I’m sorry for the hiatus from writing I’ve had—it’s been a whirlwind of school ending at my year-long temp job, a crazy week of staff-meetings and after-school cleanup, then moving a couple towns over, getting settled into my summer job, picking up an internship, unpacking for the summer, and getting my life re-organized. I have had no time, focus or inspiration to write. But here we are, and I’m trying to get another post out before another week escapes me.
After three amazing days in Prague we packed up and headed south-east towards Budapest.
We stopped at a town called Terezín along the way. Terezín was a concentration camp / model Jewish town which was run by the SS in WWII. Since then, it has been argued what to do with it; keep the town as a historical memorial, let it fall into ruin or try to recover and run it as a town. None have really been done, and the town sits empty and bare.
The actual internment camp, sometimes referred to as Terezín and sometimes Theresienstadt, sits like a fort in the middle of a grass-field. The camp was hell for thousands of people, and for tens of thousands, the last place they saw. It was used for some POW’s during the war (Illegally, according to the Geneva Convention), as well as for Jewish prisoners.
Theresienstadt Concentration Camp is much more foreboding than Dachau. Dachau commands silence; you feel that whispers are too loud and laughter a desecration of the reverence it commands. You feel somber and quiet and thoughtful. You know that terrible things happened there but you also know that they do not anymore.
Theresienstadt is eerie. Terrifying. Just as in Dachau, “Arbeit Macht Frei” is smeared across the arched entryway in thick letters. You walk under the words; the wall still topped with barbed wire, and a seed of hopelessness grows in your soul. The buildings are built like mole-hills, tunnels and brown stucco, topped with earth and grass. The brick is crumbling around the barred windows and the ground is bare.
There is a tunnel system that runs underground between the sections of the camp. I went throughpart it, but there are no doors. I ran so far, but never met the end. So, I turned around and scrambled back to the light. I don’t get claustrophobic, but I felt more trapped in that tunnel than I expected. No lights, no way out. Just the emptiness and the dark and the brick walls.
The barracks are empty; dusty and dark, filled with layers of dirt and tourist footprints. Even though there were several large groups of people there, something about Theresienstadt makes you feel alone.

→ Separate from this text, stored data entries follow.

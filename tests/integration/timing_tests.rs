//! Time-driven behaviour: monitor escalation, blink and lockdown.

use panicguard::app::events::{AppEvent, TransitionCause};
use panicguard::config::AlarmConfig;
use panicguard::fsm::context::LockCause;
use panicguard::fsm::{PanicPhase, StateId};

use crate::mock_hw::Rig;

#[test]
fn monitor_escalates_only_after_timeout_is_exceeded() {
    let mut rig = Rig::new();
    rig.send(b'm');
    rig.wait_units(5);
    assert_eq!(rig.app.state(), StateId::Monitor);

    rig.wait_units(1);
    assert_eq!(rig.app.state(), StateId::Panic);
    assert!(!rig.app.panic_locked());
    assert!(rig.sink.events.contains(&AppEvent::StateChanged {
        from: StateId::Monitor,
        to: StateId::Panic,
        cause: TransitionCause::MonitorTimeout,
    }));
    // Escalation itself is silent on the wire.
    assert_eq!(rig.channel.tx, b"M");
}

#[test]
fn partial_units_truncate() {
    let mut rig = Rig::new();
    rig.send(b'm');
    rig.timer.advance_ms(5_999);
    rig.tick();
    assert_eq!(rig.app.state(), StateId::Monitor);

    rig.timer.advance_ms(1);
    rig.tick();
    assert_eq!(rig.app.state(), StateId::Panic);
}

#[test]
fn off_and_monitor_keep_outputs_low() {
    let mut rig = Rig::new();
    rig.wait_units(100);
    assert_eq!(rig.hw.levels(), (false, false, false));
    rig.send(b'm');
    rig.wait_units(3);
    assert_eq!(rig.hw.levels(), (false, false, false));
}

#[test]
fn alarm_phase_blinks_once_per_unit() {
    let mut rig = Rig::new();
    rig.send(b'p');
    assert_eq!(rig.hw.levels(), (false, false, false));

    for unit in 1..20u64 {
        rig.wait_units(1);
        let level = unit % 2 == 1;
        assert_eq!(rig.hw.levels(), (level, level, false), "unit {}", unit);
        assert_eq!(rig.app.panic_phase(), Some(PanicPhase::Alarm));
    }
}

#[test]
fn lockdown_starts_exactly_at_alarm_duration() {
    let mut rig = Rig::new();
    rig.send(b'p');
    rig.wait_units(19);
    assert!(!rig.app.panic_locked());
    assert_eq!(rig.take_tx(), b"P");

    rig.wait_units(1);
    assert_eq!(rig.hw.levels(), (true, false, true));
    assert_eq!(rig.app.lock_cause(), Some(LockCause::Lockdown));
    assert_eq!(rig.take_tx(), b"P");
    assert!(rig.sink.events.contains(&AppEvent::PanicLocked(LockCause::Lockdown)));

    for _ in 0..10 {
        rig.wait_units(1);
    }
    assert!(rig.channel.tx.is_empty());
    assert_eq!(rig.hw.levels(), (true, false, true));
}

#[test]
fn lockdown_is_terminal_until_off() {
    let mut rig = Rig::new();
    rig.send(b'm');
    rig.wait_units(6);
    rig.wait_units(20);
    rig.wait_units(10_000);
    assert_eq!(rig.app.state(), StateId::Panic);
    assert_eq!(rig.app.panic_phase(), Some(PanicPhase::Lockdown));
    assert_eq!(rig.hw.levels(), (true, false, true));
}

#[test]
fn custom_time_unit_scales_all_timing() {
    let config = AlarmConfig {
        time_unit_ms: 100,
        monitor_timeout_units: 2,
        alarm_duration_units: 4,
        ..AlarmConfig::default()
    };
    let mut rig = Rig::with_config(config);
    rig.send(b'm');
    rig.timer.advance_ms(299);
    rig.tick();
    assert_eq!(rig.app.state(), StateId::Monitor);
    rig.timer.advance_ms(1);
    rig.tick();
    assert_eq!(rig.app.state(), StateId::Panic);

    rig.timer.advance_ms(400);
    rig.tick();
    assert_eq!(rig.app.lock_cause(), Some(LockCause::Lockdown));
}

#[test]
fn every_transition_resets_the_timer() {
    let mut rig = Rig::new();
    let before = rig.timer.resets;
    rig.send(b'm');
    rig.send(b'm');
    rig.send(b'p');
    rig.send(b'p');
    rig.send(b'o');
    assert_eq!(rig.timer.resets - before, 5);
}

#[test]
fn status_snapshot_tracks_lockdown() {
    let mut rig = Rig::new();
    rig.send(b'p');
    rig.wait_units(25);
    let s = rig.app.status();
    assert_eq!(s.state, StateId::Panic);
    assert_eq!(s.phase, Some(PanicPhase::Lockdown));
    assert_eq!(s.lock, Some(LockCause::Lockdown));
    assert_eq!(s.elapsed_units, 25);
    assert!(s.outputs.relay);
    assert_eq!(s.tick_count, 2);
}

Then we walked to the town of Terezín.
The town was used by the Nazis as a propaganda tool for the Red Cross. The Nazis set up the town to appear as a happy place for the Jews to live in relative comfort. However, that was not the case. The town is a short walk from the concentration camp itself—maybe a half mile. It is surrounded by a ditch about 15 feet deep with the wall to the city on one side, a few hundred feet between, and another wall on the outside edge. It was built originally in the 1780’s as a fortress during the Austro-Prussian War.
It’s now a ghost town. No one inside, no one outside really. We got lost walking from one of the small museums to another (nothing is marked well) and ended up wandering through the town. I hated it; everything felt off. It felt like the part of the horror movie where the first one to die walks down the steps into the dark basement because “it’s probably nothing”. And I know I get freaked out easily, but there was just something that felt so unnerving about that town. The streets were empty; there weren’t really people or cars. There were a few store-fronts that were closed up, covered in dust as if they’d been closed since the town was abandoned. The buildings were strange. They were brightly colored, but had few real entrances, just barred windows on the bottom with an occasional door that looked like a fire escape.

I can’t really even put into words the feeling that this town put on me. I still can’t shake it, even now as I’m sitting down to write this. It’s just a pit-of-the-stomach, gut feeling that something wasn’t right about it. I don’t know if it’s because if what it was, or what it represents, but it’s haunted by the past. The horrors lie in its silence and its emptiness.
I hated being there and was unexplainably on-edge the whole time.
They do have a beautiful museum of artwork drawn by those who were in the camp during the war. The prison camp also has an extensive and informational museum, so if you’re there—I do recommend both museums.
Our second stop was much less perturbing—Karlštejn castle.
This gothic, hilltop caste was started in 1348. There’s a lot of history about it that I didn’t pay attention to on the tour, I will be honest. However, it is a really beautiful castle.
One of the most interesting aspects of it is that it is built in pieces. Within the walls there are several different buildings connected by catwalks. These were originally made of wood, and if the castle was under attack, the residents could escape from one building to the other, and then burn the bridge between. There were no doors in the second structure, and the attacking forces had no way to get to those in the tower.
I really love castles (almost as much as cathedrals). But I have to say that my favorite castle is still Neuschwanstein.
We left Karlštejn and arrived in Budapest at about Golden Hour. And that’s what got me. Nothing can make a photographer fall in love with a city more than beautiful light.


Always enjoy hearing about your adventures.